15. (Anthology). Prize Stories 1990. The O. Henry Awards. NY: Doubleday (1990). The uncorrected proof copy. The collection includes work by Peter Matthiessen -- one of his relatively rare short stories -- T.C. Boyle, Joyce Carol Oates, Julie Schumacher, Marilyn Sides, Alice Adams, James Blaylock and Joanne Greenburg, among others. Fine in wrappers.

16. (Anthology). Lamps on the Brow. (Aliso Viejo): James Cahill Publishing, 1998. A collection of science fiction and fantasy stories by David Brin (author of The Postman), Andre Norton, Gene Wolfe (author of the Book of the New Sun tetralogy), A.E. Van Vogt, Harry C. Stubbs, Laura Resnick, Mike Resnick, Josepha Sherman, Bruce Bethke and Gregory Benford. Introduction by Ben Bova. Of a total edition of 300 copies, this is one of 26 lettered copies signed by the contributors. Fine in a fine slipcase.

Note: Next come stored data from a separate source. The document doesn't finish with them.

// =============================================================================
// ContentDatabase
// =============================================================================

/// Embedded ACID database for wallets, content, posts, comments, and media
/// metadata.
pub struct ContentDatabase {
    db: Database,
}

impl ContentDatabase {
    /// Open (or create) the database at the given path.
    pub fn open(path: &Path) -> StoreResult<Self> {
        // Ensure parent directory exists
        if let Some(parent) = path.parent() {
            std::fs::create_dir_all(parent).ok();
        }
        let db = Database::create(path)?;

        // Pre-create all tables so later read transactions don't fail
        let write_txn = db.begin_write()?;
        {
            let _ = write_txn.open_table(WALLETS)?;
            let _ = write_txn.open_table(CONTENT)?;
            let _ = write_txn.open_table(ASSET_INDEX)?;
            let _ = write_txn.open_table(POSTS)?;
            let _ = write_txn.open_table(COMMENTS)?;
            let _ = write_txn.open_table(MEDIA)?;
        }
        write_txn.commit()?;

        Ok(Self { db })
    }

    // =========================================================================
    // Wallet Registry
    // =========================================================================

    /// Record a successful login, inserting the wallet on first sight.
    pub fn record_login(&self, address: &WalletAddress) -> StoreResult<WalletRecord> {
        let now = chrono::Utc::now();
        let write_txn = self.db.begin_write()?;
        let record = {
            let mut table = write_txn.open_table(WALLETS)?;
            let existing: Option<WalletRecord> = match table.get(address.as_str())? {
                Some(guard) => Some(serde_json::from_slice(guard.value())?),
                None => None,
            };

            let record = match existing {
                Some(mut record) => {
                    record.last_login = now;
                    record
                }
                None => WalletRecord {
                    address: address.clone(),
                    first_seen: now,
                    last_login: now,
                },
            };

            let bytes = serde_json::to_vec(&record)?;
            table.insert(address.as_str(), bytes.as_slice())?;
            record
        };
        write_txn.commit()?;
        Ok(record)
    }

    /// All wallets that have ever logged in, ordered by address.
    pub fn wallets(&self) -> StoreResult<Vec<WalletRecord>> {
        let read_txn = self.db.begin_read()?;
        let table = read_txn.open_table(WALLETS)?;

        let mut records = Vec::new();
        for row in table.range::<&str>(..)? {
            let (_, value) = row?;
            records.push(serde_json::from_slice::<WalletRecord>(value.value())?);
        }
        Ok(records)
    }

    /// Look up a single wallet by address.
    pub fn wallet(&self, address: &WalletAddress) -> StoreResult<Option<WalletRecord>> {
        let read_txn = self.db.begin_read()?;
        let table = read_txn.open_table(WALLETS)?;
        match table.get(address.as_str())? {
            Some(guard) => Ok(Some(serde_json::from_slice(guard.value())?)),
            None => Ok(None),
        }
    }

    // =========================================================================
    // Content
    // =========================================================================

    /// Insert a content record, claiming its gating asset.
    ///
    /// The asset-index check and both inserts happen inside one write
    /// transaction: the first creator wins, every later claim of the same
    /// asset fails with [`StoreError::AssetClaimed`].
    pub fn create_content(&self, content: &Content) -> StoreResult<()> {
        let write_txn = self.db.begin_write()?;
        {
            let mut index = write_txn.open_table(ASSET_INDEX)?;
            if index.get(content.asset.as_str())?.is_some() {
                return Err(StoreError::AssetClaimed(content.asset.to_string()));
            }

            let id = content.id.to_string();
            index.insert(content.asset.as_str(), id.as_str())?;

            let mut table = write_txn.open_table(CONTENT)?;
            let bytes = serde_json::to_vec(content)?;
            table.insert(id.as_str(), bytes.as_slice())?;
        }
        write_txn.commit()?;
        Ok(())
    }

    /// Look up a content record by id.
    pub fn content(&self, id: &Uuid) -> StoreResult<Option<Content>> {
        let read_txn = self.db.begin_read()?;
        let table = read_txn.open_table(CONTENT)?;
        match table.get(id.to_string().as_str())? {
            Some(guard) => Ok(Some(serde_json::from_slice(guard.value())?)),
            None => Ok(None),
        }
    }

    /// All content records whose gating asset appears in `assets`.
    pub fn content_by_assets(&self, assets: &[AssetId]) -> StoreResult<Vec<Content>> {
        let read_txn = self.db.begin_read()?;
        let table = read_txn.open_table(CONTENT)?;

        let mut records = Vec::new();
        for row in table.range::<&str>(..)? {
            let (_, value) = row?;
            let content: Content = serde_json::from_slice(value.value())?;
            if assets.contains(&content.asset) {
                records.push(content);
            }
        }
        records.sort_by(|a, b| a.created_at.cmp(&b.created_at).then(a.id.cmp(&b.id)));
        Ok(records)
    }

    /// Update a content record, scoped to its owner.
    ///
    /// Returns `None` when no record with that id is owned by `owner`.
    pub fn update_content(
        &self,
        id: &Uuid,
        owner: &WalletAddress,
        update: &UpdateContentRequest,
    ) -> StoreResult<Option<Content>> {
        let write_txn = self.db.begin_write()?;
        let updated = {
            let mut table = write_txn.open_table(CONTENT)?;
            let key = id.to_string();
            let existing: Option<Content> = match table.get(key.as_str())? {
                Some(guard) => Some(serde_json::from_slice(guard.value())?),
                None => None,
            };

            match existing {
                Some(mut content) if &content.wallet_id == owner => {
                    content.title = update.title.clone();
                    content.description = update.description.clone();
                    content.is_public = update.is_public;

                    let bytes = serde_json::to_vec(&content)?;
                    table.insert(key.as_str(), bytes.as_slice())?;
                    Some(content)
                }
                _ => None,
            }
        };
        write_txn.commit()?;
        Ok(updated)
    }

    // =========================================================================
    // Posts
    // =========================================================================

    /// Insert a post.
    pub fn create_post(&self, post: &Post) -> StoreResult<()> {
        let write_txn = self.db.begin_write()?;
        {
            let mut table = write_txn.open_table(POSTS)?;
            let key = post.id.to_string();
            let bytes = serde_json::to_vec(post)?;
            table.insert(key.as_str(), bytes.as_slice())?;
        }
        write_txn.commit()?;
        Ok(())
    }

    /// Look up a post by id. Soft-deleted posts are reported as absent.
    pub fn post(&self, id: &Uuid) -> StoreResult<Option<Post>> {
        let read_txn = self.db.begin_read()?;
        let table = read_txn.open_table(POSTS)?;
        match table.get(id.to_string().as_str())? {
            Some(guard) => {
                let post: Post = serde_json::from_slice(guard.value())?;
                Ok((!post.is_deleted).then_some(post))
            }
            None => Ok(None),
        }
    }

    /// All live posts inside a collection, oldest first.
    pub fn posts_by_content(&self, content_id: &Uuid) -> StoreResult<Vec<Post>> {
        let read_txn = self.db.begin_read()?;
        let table = read_txn.open_table(POSTS)?;

        let mut posts = Vec::new();
        for row in table.range::<&str>(..)? {
            let (_, value) = row?;
            let post: Post = serde_json::from_slice(value.value())?;
            if &post.content_id == content_id && !post.is_deleted {
                posts.push(post);
            }
        }
        posts.sort_by(|a, b| a.created_at.cmp(&b.created_at).then(a.id.cmp(&b.id)));
        Ok(posts)
    }

    /// All live public posts, oldest first.
    pub fn public_posts(&self) -> StoreResult<Vec<Post>> {
        let read_txn = self.db.begin_read()?;
        let table = read_txn.open_table(POSTS)?;

        let mut posts = Vec::new();
        for row in table.range::<&str>(..)? {
            let (_, value) = row?;
            let post: Post = serde_json::from_slice(value.value())?;
            if post.is_public && !post.is_deleted {
                posts.push(post);
            }
        }
        posts.sort_by(|a, b| a.created_at.cmp(&b.created_at).then(a.id.cmp(&b.id)));
        Ok(posts)
    }

    /// Update a post's title and text, scoped to its owner.
    pub fn update_post(
        &self,
        id: &Uuid,
        owner: &WalletAddress,
        title: &str,
        text: &str,
    ) -> StoreResult<Option<Post>> {
        let write_txn = self.db.begin_write()?;
        let updated = {
            let mut table = write_txn.open_table(POSTS)?;
            let key = id.to_string();
            let existing: Option<Post> = match table.get(key.as_str())? {
                Some(guard) => Some(serde_json::from_slice(guard.value())?),
                None => None,
            };

            match existing {
                Some(mut post) if &post.wallet_id == owner && !post.is_deleted => {
                    post.title = title.to_string();
                    post.text = text.to_string();

                    let bytes = serde_json::to_vec(&post)?;
                    table.insert(key.as_str(), bytes.as_slice())?;
                    Some(post)
                }
                _ => None,
            }
        };
        write_txn.commit()?;
        Ok(updated)
    }

    /// Soft-delete a post, scoped to its owner. Returns whether a live post
    /// was deleted.
    pub fn soft_delete_post(&self, id: &Uuid, owner: &WalletAddress) -> StoreResult<bool> {
        let write_txn = self.db.begin_write()?;
        let deleted = {
            let mut table = write_txn.open_table(POSTS)?;
            let key = id.to_string();
            let existing: Option<Post> = match table.get(key.as_str())? {
                Some(guard) => Some(serde_json::from_slice(guard.value())?),
                None => None,
            };

            match existing {
                Some(mut post) if &post.wallet_id == owner && !post.is_deleted => {
                    post.is_deleted = true;
                    let bytes = serde_json::to_vec(&post)?;
                    table.insert(key.as_str(), bytes.as_slice())?;
                    true
                }
                _ => false,
            }
        };
        write_txn.commit()?;
        Ok(deleted)
    }

    // =========================================================================
    // Comments
    // =========================================================================

    /// Insert a comment.
    pub fn create_comment(&self, comment: &Comment) -> StoreResult<()> {
        let write_txn = self.db.begin_write()?;
        {
            let mut table = write_txn.open_table(COMMENTS)?;
            let key = comment.id.to_string();
            let bytes = serde_json::to_vec(comment)?;
            table.insert(key.as_str(), bytes.as_slice())?;
        }
        write_txn.commit()?;
        Ok(())
    }

    /// All live comments on a post, oldest first.
    pub fn comments_by_post(&self, post_id: &Uuid) -> StoreResult<Vec<Comment>> {
        let read_txn = self.db.begin_read()?;
        let table = read_txn.open_table(COMMENTS)?;

        let mut comments = Vec::new();
        for row in table.range::<&str>(..)? {
            let (_, value) = row?;
            let comment: Comment = serde_json::from_slice(value.value())?;
            if &comment.post_id == post_id && !comment.is_deleted {
                comments.push(comment);
            }
        }
        comments.sort_by(|a, b| a.created_at.cmp(&b.created_at).then(a.id.cmp(&b.id)));
        Ok(comments)
    }

    /// Soft-delete a comment, scoped to its owner. Returns whether a live
    /// comment was deleted.
    pub fn soft_delete_comment(&self, id: &Uuid, owner: &WalletAddress) -> StoreResult<bool> {
        let write_txn = self.db.begin_write()?;
        let deleted = {
            let mut table = write_txn.open_table(COMMENTS)?;
            let key = id.to_string();
            let existing: Option<Comment> = match table.get(key.as_str())? {
                Some(guard) => Some(serde_json::from_slice(guard.value())?),
                None => None,
            };

            match existing {
                Some(mut comment) if &comment.wallet_id == owner && !comment.is_deleted => {
                    comment.is_deleted = true;
                    let bytes = serde_json::to_vec(&comment)?;
                    table.insert(key.as_str(), bytes.as_slice())?;
                    true
                }
                _ => false,
            }
        };
        write_txn.commit()?;
        Ok(deleted)
    }

    // =========================================================================
    // Media
    // =========================================================================

    /// Insert a media metadata record.
    pub fn create_media(&self, record: &MediaRecord) -> StoreResult<()> {
        let write_txn = self.db.begin_write()?;
        {
            let mut table = write_txn.open_table(MEDIA)?;
            let key = record.id.to_string();
            let bytes = serde_json::to_vec(record)?;
            table.insert(key.as_str(), bytes.as_slice())?;
        }
        write_txn.commit()?;
        Ok(())
    }

    /// Look up a media record by id. Soft-deleted records are absent.
    pub fn media(&self, id: &Uuid) -> StoreResult<Option<MediaRecord>> {
        let read_txn = self.db.begin_read()?;
        let table = read_txn.open_table(MEDIA)?;
        match table.get(id.to_string().as_str())? {
            Some(guard) => {
                let record: MediaRecord = serde_json::from_slice(guard.value())?;
                Ok((!record.is_deleted).then_some(record))
            }
            None => Ok(None),
        }
    }
}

17. ANTRIM, Donald. Elect Mr. Robinson for a Better World. (NY): Viking (1993). His first novel, which received considerable praise and helped get him selected as one of The New Yorker magazine's "20 best young American writers." Fine in a fine dust jacket.

18. ANTRIM, Donald. The Hundred Brothers. NY: Crown (1997). His second book, billed as the second installment of a trilogy that began with Elect Mr. Robinson for a Better World. This is a review copy, consisting of the trade edition, signed by the author, in publisher's printed cardstock slipcase. The book is fine in a fine dust jacket, with promotional slip laid in. A New Yorker 20 author.

19. -. Same title. The advance reading copy (marked "Uncorrected Proof"). Trace wear near the spine crown, else fine in wrappers.

20. ATWOOD, Margaret. The Circle Game. (n.p.): House of Anansi (1967). The second edition, and so-called "first trade edition," of this early collection of poetry that was first published in 1966 and won the Governor General's Award. One of 100 numbered copies signed by the author. An early limited edition for her -- precedes her first novel by two years -- and a small limitation. Fine in slipcase, without jacket, as issued.